Boy do I love being a Black female at The University of North Carolina at Greensboro. It is just so nice to be able to go to a school and be in classes where I see people who look like me. Not just any ordinary black girls and guys, but black girls and guys with some intelligence, a will to learn, and a desire to be great. Every Black person here is always on their grind, getting involved, networking, and making sure to stay on top of their school work so that they can put themselves in the best positions they could possible be in post graduation. This is something that I take as a privilege, because not everybody is fortunate enough to attend a diverse and woke of a school as I do, and to be surrounded by so many like minded people as motivated and academically driven as at UNCG.

So, as I was trying to find some inspiration this week in what I wanted to write about in my article walking down towards the fountain, which is a nice outside common area in front of Fountain View, which is the cafeteria for UNCG students if you didn't know already, I stumbled upon a whole bunch of Black people, dressed to the nine, blasting our music, black girls and guys dancing with their friend groups, all the black frats out, and just vibing with one another. It was just so nice to be surrounded by my people from the lightest light skin to the darkest dark skin, on a sunny day, and having fun meeting more people like me.

My early education, from elementary school, to middle school, to high school, consisted of majority white students who came from the same sorts of backgrounds: wealthy, privileged, white, republican majority, homes. UNCG is the most diverse and liberal school I have ever attended, and that is one of the main reasons why I came here. Here, at UNCG, there is a plethora of students from all sorts of backgrounds, and I have found that everybody for the most part is so supportive of one another and finds a way to bring all of our unique backgrounds and cultures together. People don't judge, and everybody likes to promote inclusivity. You don't have to look the cutest to make friends or get noticed, here, it's about who is on top of their shit, and who is able to be successful in all of the areas which he/she decides they want to be apart of that the school has to offer.

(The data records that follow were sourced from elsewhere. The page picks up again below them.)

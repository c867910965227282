//! CLI error types with miette diagnostics.
//!
//! Maps provider and config failures into user-facing errors with
//! actionable help text and a stable exit code.

use miette::Diagnostic;
use thiserror::Error;

use crucible_config::ConfigError;
use crucible_core::CoreError;

/// Process exit codes.
pub mod exit_code {
    pub const GENERAL: i32 = 1;
    pub const USAGE: i32 = 2;
    pub const AUTH: i32 = 3;
    pub const NOT_FOUND: i32 = 4;
    pub const PERMISSION: i32 = 5;
    pub const CONFLICT: i32 = 6;
    pub const CONNECTION: i32 = 7;
    pub const TIMEOUT: i32 = 8;
}

#[derive(Debug, Error, Diagnostic)]
pub enum CliError {
    // ── Configuration ────────────────────────────────────────────────
    #[error(transparent)]
    #[diagnostic(
        code(crucible::config),
        help(
            "Provide the setting in the config file (--config) or via its TF_* variable.\n\
             Required: username, password, auth_url, token_url, vm_api_url,\n\
             player_api_url, caster_api_url, client_id, client_secret."
        )
    )]
    Config(#[from] ConfigError),

    // ── Connection / authentication ──────────────────────────────────
    #[error("Could not reach the backend")]
    #[diagnostic(
        code(crucible::connection_failed),
        help("Check the *_api_url settings and that the service is reachable.")
    )]
    ConnectionFailed {
        #[source]
        source: crucible_api::Error,
    },

    #[error("Request timed out")]
    #[diagnostic(
        code(crucible::timeout),
        help("Raise timeout_secs in the provider config or check backend responsiveness.")
    )]
    Timeout {
        #[source]
        source: crucible_api::Error,
    },

    #[error("Authentication failed")]
    #[diagnostic(
        code(crucible::auth_failed),
        help("Verify username, password, client_id and client_secret against token_url.")
    )]
    AuthFailed {
        #[source]
        source: crucible_api::Error,
    },

    // ── Remote API ───────────────────────────────────────────────────
    #[error("{source}")]
    #[diagnostic(code(crucible::api_error))]
    Api {
        source: crucible_api::Error,
        #[help]
        progress: Option<String>,
    },

    // ── Local state ──────────────────────────────────────────────────
    #[error("No resource named '{name}' in the state file")]
    #[diagnostic(code(crucible::not_found), help("Run: crucible show"))]
    NotInState { name: String },

    #[error("'{name}' is a {existing}, not a {requested}")]
    #[diagnostic(
        code(crucible::kind_mismatch),
        help("Destroy the existing entry first or pick another name.")
    )]
    KindMismatch {
        name: String,
        existing: String,
        requested: String,
    },

    // ── Validation ───────────────────────────────────────────────────
    #[error("Invalid value for {field}: {reason}")]
    #[diagnostic(code(crucible::validation))]
    Validation { field: String, reason: String },

    // ── IO / Serialization ───────────────────────────────────────────
    #[error(transparent)]
    #[diagnostic(code(crucible::io))]
    Io(#[from] std::io::Error),

    #[error("Invalid JSON: {0}")]
    #[diagnostic(code(crucible::json), help("Check the JSON file contents and try again."))]
    Json(#[from] serde_json::Error),

    #[error("YAML rendering failed: {0}")]
    #[diagnostic(code(crucible::yaml))]
    Yaml(#[from] serde_yaml::Error),
}

impl CliError {
    /// Map this error to an exit code for process termination.
    pub fn exit_code(&self) -> i32 {
        match self {
            Self::ConnectionFailed { .. } => exit_code::CONNECTION,
            Self::Timeout { .. } => exit_code::TIMEOUT,
            Self::AuthFailed { .. } => exit_code::AUTH,
            Self::Api { source, .. } => match source.status() {
                Some(401) => exit_code::AUTH,
                Some(403) => exit_code::PERMISSION,
                Some(404) => exit_code::NOT_FOUND,
                Some(409) => exit_code::CONFLICT,
                _ => exit_code::GENERAL,
            },
            Self::NotInState { .. } => exit_code::NOT_FOUND,
            Self::KindMismatch { .. } => exit_code::CONFLICT,
            Self::Config(_) | Self::Validation { .. } => exit_code::USAGE,
            Self::Io(_) | Self::Json(_) | Self::Yaml(_) => exit_code::GENERAL,
        }
    }
}

// ── Provider error mapping ───────────────────────────────────────────

impl From<crucible_api::Error> for CliError {
    fn from(err: crucible_api::Error) -> Self {
        let (timeout, connect) = match &err {
            crucible_api::Error::Transport(e) => (e.is_timeout(), e.is_connect()),
            _ => (false, false),
        };
        if timeout {
            return Self::Timeout { source: err };
        }
        if connect {
            return Self::ConnectionFailed { source: err };
        }
        if matches!(err, crucible_api::Error::Authentication { .. }) {
            return Self::AuthFailed { source: err };
        }

        let progress = match err.completed() {
            [] => None,
            done => Some(format!(
                "Already applied before the failure: {}\n\
                 Local state records this partial progress; re-run apply to converge.",
                done.join(", ")
            )),
        };
        Self::Api {
            source: err,
            progress,
        }
    }
}

impl From<CoreError> for CliError {
    fn from(err: CoreError) -> Self {
        match err {
            CoreError::Api(e) => e.into(),
            CoreError::InvalidAttribute { field, reason } => Self::Validation { field, reason },
            CoreError::DuplicateInstanceName { team, name } => Self::Validation {
                field: "app_instance.name".into(),
                reason: format!("{name:?} appears more than once in team {team:?}"),
            },
            CoreError::MissingIdentity { kind } => Self::Validation {
                field: "id".into(),
                reason: format!("{kind} has no remote identity"),
            },
            CoreError::DuplicateName { collection, name } => Self::Validation {
                field: format!("{collection}.name"),
                reason: format!("{name:?} appears more than once"),
            },
        }
    }
}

As I have adjusted and finally gotten situated with myself and my identity, I find myself wanting to get more involved and embracing in events and moments like these, which I can cherish forever. These days are the best part of college, and I am just so proud of myself and my peers for setting a standard for the black population of UNCG, and for our ability to be united and supportive of one another.

In general there is just something sweet about Black people coming together and embracing our culture. Don't get me wrong, being Black in America is not ideal in some aspects, such as variables that may include the environment or setting in which you are in, or the school in which you attend which may have issues of racism and discrimination, and yes it happens everywhere. But one thing that I know for sure is that when a group of Black people can come together for one common purpose, and we are united, we are an untouchable force, and nobody, no haters, no discriminators can bring us down or take our joy.

I am living my life to the fullest and am proud to be apart of a school that represents and embraces being a Black, motivated, and educated female like I am. I love my school, and I will always bleed blue and gold.